## OpenVINO optimizations for Question answering (QA) task


## Import the packages needed for successful execution

In [None]:
from transformers import pipeline
from datasets import load_dataset, load_metric
from optimum.intel.openvino import OVAutoModelForQuestionAnswering

from tqdm import tqdm

from pathlib import Path

# Required for OpenVINO conversion
output_dir = Path("ov_optimized_model")
base_model_name = "ov_model"
output_dir.mkdir(exist_ok=True)

# Paths where OpenVINO IR models will be stored
fp32_model_path = Path(output_dir / base_model_name).with_suffix(".xml")

seq_len = 256

### Instructions on conversion to OpenVINO
We will use the OpenVINO™ Integration with Optimum module to convert the PyTorch Question answering pre-trained model to an OpenVINO model object. <br>
We will then use Huggingface datasets and metric to evaluate the converted model.

In [None]:
model = 'bert-large-uncased-whole-word-masking-finetuned-squad'
ov_model = OVAutoModelForQuestionAnswering.from_pretrained('bert-large-uncased-whole-word-masking-finetuned-squad', from_pt=True)
qa_pipeline = pipeline("question-answering", model=ov_model, tokenizer='bert-large-uncased-whole-word-masking-finetuned-squad')
dataset = load_dataset("squad", split="validation")
metric = load_metric('squad')

for idx, batch in enumerate(tqdm(dataset, desc="Looping over validation data")):
    input_context = batch['context']
    input_questions = batch['question']
    references = batch['answers']
    preds = qa_pipeline(question=batch['question'], context=batch['context'])
    
    predictions = [{'prediction_text': preds['answer'], 'id': batch['id']}]
    references = [{'answers': batch['answers'], 'id': batch['id']}]
    metric.add_batch(predictions=predictions, references=references)

score = metric.compute()
print(f'Score for squad dataset: {score}')

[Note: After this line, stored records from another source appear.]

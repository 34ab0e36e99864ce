// SPDX-License-Identifier: MIT
// © 2025–2026 Christopher Liu

//! `log` backend writing to the USART1 debug terminal.
//!
//! Initialize once at start-up, after the USART is up:
//!
//! ```ignore
//! logger::init(Usart::new(serial), LevelFilter::Info)?;
//! info!("starting");
//! ```
//!
//! Each record is one CRLF-terminated line:
//!
//! ```text
//! INFO rover::control::navigator - checkpoint 1: distance=500 angle=90
//! ```
//!
//! Lines are written with interrupts masked, so log sparingly from interrupt handlers.

use core::cell::RefCell;
use core::fmt::Write;

use critical_section::Mutex;
use log::{LevelFilter, Metadata, Record, SetLoggerError};
use stm32f7xx_hal::pac::USART1;

use crate::hw::Usart;

pub struct UsartLogger {
    port: Mutex<RefCell<Option<Usart<USART1>>>>,
}

static LOGGER: UsartLogger = UsartLogger {
    port: Mutex::new(RefCell::new(None)),
};

impl log::Log for UsartLogger {
    fn enabled(&self, metadata: &Metadata) -> bool {
        metadata.level() <= log::max_level()
    }

    fn log(&self, record: &Record) {
        if !self.enabled(record.metadata()) {
            return;
        }

        critical_section::with(|cs| {
            if let Some(port) = self.port.borrow_ref_mut(cs).as_mut() {
                let _ = write!(
                    port,
                    "{} {} - {}\r\n",
                    record.level(),
                    record.target(),
                    record.args()
                );
            }
        });
    }

    fn flush(&self) {
        critical_section::with(|cs| {
            if let Some(port) = self.port.borrow_ref_mut(cs).as_mut() {
                port.flush();
            }
        });
    }
}

/// Install the USART logger.
///
/// # Errors
///
/// Returns [`SetLoggerError`] if a logger has already been set.
pub fn init(port: Usart<USART1>, level: LevelFilter) -> Result<(), SetLoggerError> {
    critical_section::with(|cs| LOGGER.port.borrow_ref_mut(cs).replace(port));
    log::set_logger(&LOGGER).map(|()| log::set_max_level(level))
}
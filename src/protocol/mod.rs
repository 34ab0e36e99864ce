// SPDX-License-Identifier: MIT
// © 2025–2026 Christopher Liu

//! # Inter-board Command Protocol
//!
//! - [`messages`] - Command codes and the two-byte frame format.
//! - [`parser`] - Frame parser used by the motor-driver board.
//! - [`link`] - Retrying command link used by the master.

pub mod link;
pub mod messages;
pub mod parser;

pub use link::{CommandLink, LinkError, LinkStats, RetryPolicy};
pub use messages::{Command, Frame, FrameError};
pub use parser::Parser;
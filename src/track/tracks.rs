// SPDX-License-Identifier: MIT
// © 2025–2026 Christopher Liu

//! Built-in tracks. The firmware runs [`ACTIVE`], chosen by cargo feature.

use super::checkpoint::{Checkpoint, Direction};

/// Four 500-tick sides with right-angle turns between them.
pub static SQUARE: [Checkpoint; 5] = [
    Checkpoint::new(500, 0).with_radius(20),
    Checkpoint::new(500, 90).with_radius(20),
    Checkpoint::new(500, 90).with_radius(20),
    Checkpoint::new(500, 90).with_radius(20),
    Checkpoint::SENTINEL,
];

/// Three pairs of alternating right and left quarter turns.
pub static ZIGZAG: [Checkpoint; 7] = [
    Checkpoint::new(100, 90).with_radius(20),
    Checkpoint::new(100, -90).with_radius(20),
    Checkpoint::new(100, 90).with_radius(20),
    Checkpoint::new(100, -90).with_radius(20),
    Checkpoint::new(100, 90).with_radius(20),
    Checkpoint::new(100, -90).with_radius(20),
    Checkpoint::SENTINEL,
];

/// One straight run.
pub static STRAIGHT: [Checkpoint; 2] = [
    Checkpoint::new(1200, 0).with_radius(20),
    Checkpoint::SENTINEL,
];

/// Spin in place, calibrated for one full revolution.
pub static SPIN: [Checkpoint; 2] = [
    Checkpoint::with_direction(0, 563, Direction::Right),
    Checkpoint::SENTINEL,
];

#[cfg(feature = "spin-track")]
pub static ACTIVE: &[Checkpoint] = &SPIN;

#[cfg(all(feature = "straight-track", not(feature = "spin-track")))]
pub static ACTIVE: &[Checkpoint] = &STRAIGHT;

#[cfg(all(
    feature = "zigzag-track",
    not(any(feature = "spin-track", feature = "straight-track"))
))]
pub static ACTIVE: &[Checkpoint] = &ZIGZAG;

#[cfg(not(any(
    feature = "zigzag-track",
    feature = "spin-track",
    feature = "straight-track"
)))]
pub static ACTIVE: &[Checkpoint] = &SQUARE;

#[cfg(test)]
mod tests {
    use super::*;
    use crate::track::Track;

    #[test]
    fn tables_are_sentinel_terminated() {
        for t in [&SQUARE[..], &ZIGZAG[..], &STRAIGHT[..], &SPIN[..], ACTIVE] {
            assert!(t.last().unwrap().is_sentinel());
        }
    }

    #[test]
    fn leg_counts() {
        assert_eq!(Track::new(&SQUARE).len(), 4);
        assert_eq!(Track::new(&ZIGZAG).len(), 6);
        assert_eq!(Track::new(&STRAIGHT).len(), 1);
        assert_eq!(Track::new(&SPIN).len(), 1);
        assert_eq!(SPIN[0].direction(), Direction::Right);
    }

    #[test]
    fn zigzag_alternates_quarter_turns() {
        for (i, cp) in Track::new(&ZIGZAG).legs().enumerate() {
            let expected = if i % 2 == 0 { 90 } else { -90 };
            assert_eq!(cp.angle, expected);
            assert_eq!(cp.distance, 100);
            assert_eq!(cp.radius, 20);
        }
    }
}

### Save the converted model intermediate representation (IRs) for runtime performance evaluation

In [None]:
ov_model.save_pretrained(output_dir)

### Benchmark the converted model using the benchmark app
The OpenVINO toolkit provides a benchmarking application to gauge the platform specific runtime performance that can be obtained under optimal configuration parameters for a given model. For more details refer to: https://docs.openvino.ai/latest/openvino_inference_engine_tools_benchmark_tool_README.html

In [None]:
print('Benchmark OpenVINO model using the benchmark app')
! benchmark_app -m "$fp32_model_path" -d CPU -api async -t 10 -data_shape [1,"$seq_len"]